Wednesday, June 18, 2008


Polyface Farm (you'll have to read Omnivore's Dilemma to know)

I've gotten really into Michael Pollen this past year. Future Farm House directed me to one of his talks which can be found at the Philadelphia Free Library Podcast, I heard him a couple times on NPR, his books kept coming up in conversation with friends, and I also really enjoyed the essay he wrote for the New York Time's Sunday Magazine several weeks ago.


Not sure what took me so long with all this exposure to Pollen, but I finally picked up Omnivore's Dilemma. I'm about one-fourth of the way through and enjoying it a lot so far. I don't know exactly what I expected (I mostly heard him speak about his follow-up book, In Defense of Food), but I'm loving the way Pollen weaves in history and science throughout his narrative.

While I was riding home from work the other day on the trolley, I read one particular passage that plucked something inside of me:

One might think that people would stop eating and drinking gargantuan portions as soon as they felt full, but it turns out hunger doesn't work that way. Researchers have found that people (and animals) presented with larger portions will eat up to 30 percent more than they would otherwise. Human appetite, it turns out, is surprising elastic, which makes excellent evolutionary sense: It behooved our hunter-gather ancestors to feast whenever the opportunity presented itself, allowing them to build up reserves of fat against future famine.


And also

The power of food science lies in its ability to break food down into their nutrient parts and then reassemble them in specific ways that, in effect, push our evolutionary buttons, fooling the omnivore's inherited food selection system. Add fat or sugar to anything and it's going to taste better on the tongue of an animal that natural selection has wired to seek out energy-dense foods. Animal studies proves the point: Rats presented with solutions of pure sucrose or tubs of lard---goodies they seldom encounter in nature---will gorge themselves sick. Whatever nutritional wisdom the rats are born with breaks down when faced with sugars and fats in unnatural concentrations...Food systems can cheat by exaggerating their energy density, tricking a sensory apparatus that evolved to deal with markedly less dense whole foods.


The feeling that welled up inside of me as I read this two paragraphs was: relief. It was not my fault that I want to eat all the time and I want to pick junk food (or even just bread and cheese) over lettuce. It is in my genes; it is how I am engineered.

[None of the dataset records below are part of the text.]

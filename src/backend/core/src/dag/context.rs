//! Per-execution mutable DAG state.

use std::collections::BTreeMap;
use std::sync::atomic::{AtomicBool, AtomicI32, Ordering};

use parking_lot::Mutex;

use super::{DagConfig, DagGraph};
use crate::task::{TaskId, TaskResult, TaskStatus};

type NodeStatusFn = Box<dyn Fn(&TaskId, TaskStatus) + Send + Sync>;
type DagFinishedFn = Box<dyn Fn(bool) + Send + Sync>;

/// Callbacks surfaced to the caller (UI, logging, tests).
#[derive(Default)]
pub struct DagEventCallbacks {
    pub on_node_status_changed: Option<NodeStatusFn>,
    pub on_dag_finished: Option<DagFinishedFn>,
}

/// State owned by a single `execute` call. Worker tasks read `graph` and
/// the atomics concurrently; `task_results` mutations are serialized by a
/// lock.
pub struct DagRunContext {
    config: DagConfig,
    graph: DagGraph,
    callbacks: DagEventCallbacks,
    running: AtomicI32,
    failed: AtomicBool,
    task_results: Mutex<BTreeMap<TaskId, TaskResult>>,
}

impl DagRunContext {
    pub fn new(config: DagConfig, graph: DagGraph, callbacks: DagEventCallbacks) -> Self {
        Self {
            config,
            graph,
            callbacks,
            running: AtomicI32::new(0),
            failed: AtomicBool::new(false),
            task_results: Mutex::new(BTreeMap::new()),
        }
    }

    pub fn config(&self) -> &DagConfig {
        &self.config
    }

    pub fn graph(&self) -> &DagGraph {
        &self.graph
    }

    pub fn increment_running(&self) {
        self.running.fetch_add(1, Ordering::AcqRel);
    }

    pub fn decrement_running(&self) {
        self.running.fetch_sub(1, Ordering::AcqRel);
    }

    pub fn running_count(&self) -> i32 {
        self.running.load(Ordering::Acquire)
    }

    pub fn mark_failed(&self) {
        self.failed.store(true, Ordering::Release);
    }

    pub fn is_failed(&self) -> bool {
        self.failed.load(Ordering::Acquire)
    }

    /// Update a node's status and fire the status callback.
    pub fn set_node_status(&self, id: &TaskId, status: TaskStatus) {
        if let Some(node) = self.graph.get(id) {
            node.set_status(status);
        }
        if let Some(cb) = &self.callbacks.on_node_status_changed {
            cb(id, status);
        }
    }

    pub fn set_task_result(&self, id: &TaskId, result: TaskResult) {
        self.task_results.lock().insert(id.clone(), result);
    }

    pub fn task_results(&self) -> BTreeMap<TaskId, TaskResult> {
        self.task_results.lock().clone()
    }

    pub fn finish(&self, success: bool) {
        if let Some(cb) = &self.callbacks.on_dag_finished {
            cb(success);
        }
    }
}

#[cfg(test)]
mod tests {
    use super::*;
    use std::sync::atomic::AtomicUsize;
    use std::sync::Arc;

    #[test]
    fn running_counter_and_failure_flag() {
        let ctx = DagRunContext::new(DagConfig::default(), DagGraph::default(), DagEventCallbacks::default());
        ctx.increment_running();
        ctx.increment_running();
        ctx.decrement_running();
        assert_eq!(ctx.running_count(), 1);

        assert!(!ctx.is_failed());
        ctx.mark_failed();
        assert!(ctx.is_failed());
    }

    #[test]
    fn status_callback_fires() {
        let hits = Arc::new(AtomicUsize::new(0));
        let hits2 = hits.clone();
        let callbacks = DagEventCallbacks {
            on_node_status_changed: Some(Box::new(move |_id, _st| {
                hits2.fetch_add(1, Ordering::Relaxed);
            })),
            on_dag_finished: None,
        };
        let ctx = DagRunContext::new(DagConfig::default(), DagGraph::default(), callbacks);
        ctx.set_node_status(&TaskId::new("x"), TaskStatus::Running);
        assert_eq!(hits.load(Ordering::Relaxed), 1);
    }
}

In thinking about the powerful sense of relief I felt upon reading that human beings are hardwired to seek out energy-dense food, I realized that that relief is carried upon the back of a much larger feeling inside of me, namely, shame. When I eat certain foods or certain portions, I feel like I'm doing something "bad" or "wrong." The relief I felt depends upon the idea of shifting blame off of my conscious self and onto my genetics.

This blame-game is so deep inside of in my thinking that sometimes I can mistake it for relief, gratitude, or even a sense of accomplishment. All of these emotions can mask ideas that I have about what I do and don't deserve, ideas about my value as a person.

As a middle class American, what I eat does say something about me as a person and my political choices (I think Pollen would agree). As conscious decisions, based on my true value system about who I want to be, these choices are distinct from the voice inside of me that tells me "bread, bad; lettuce, good." My true value system tells me to make my eating choices balancing my realistic desires with what's best for the environment and also best for the animals involved. Valuing thinness over fatness, that's not my value system; it's ingrained in me, as my reaction to this Pollen passage demonstrated, but it's not mine.

2 comments:

Julia said...

This reminds me of what the wonderful professor I did research for over two years of college (who did her postdoctoral work in the eating disorders unit of the psychiatric hospital at Yale) always said about food. She said that one of the goals of treatment for patients with eating disorders (but I think really, for anyone, because most of us don't talk to ourselves about nutrition in a healthy or positive way) was to get to a place where you accept that food is not a moral issue. And then begin to live and hunger and eat in a way consistent with that belief. Which I think is a good way to conceptualize it. Great post! May I borrow the book when you're done?

Anonymous said...

That last para you wrote is very interesting; and you recognize and state that part of making those distinctions about food choices is partly possible because you're a middle-class American, and we have the financial luxury of making those sorts of choices about our food as well as knowledge and awareness about food, its nutrient value and its source.

The part about food tricking us out is fascinating and it explains so much. Processed food is so insidious, even for those of us who have the advantage of awareness and choice. I KNOW that potato chips are bad for me--bad bad bad, but sometimes I can't help myself. Think about underclass people who a) don't have as much disposable income to spend on a wide range of food choices; b) probably don't have access to higher-quality food because of store locations and store selection; c) don't have the same knowledge about nutrition and the realities of processed food; and d) have been genetically hijacked. Yikes.

Could someone please pass me the M&Ms?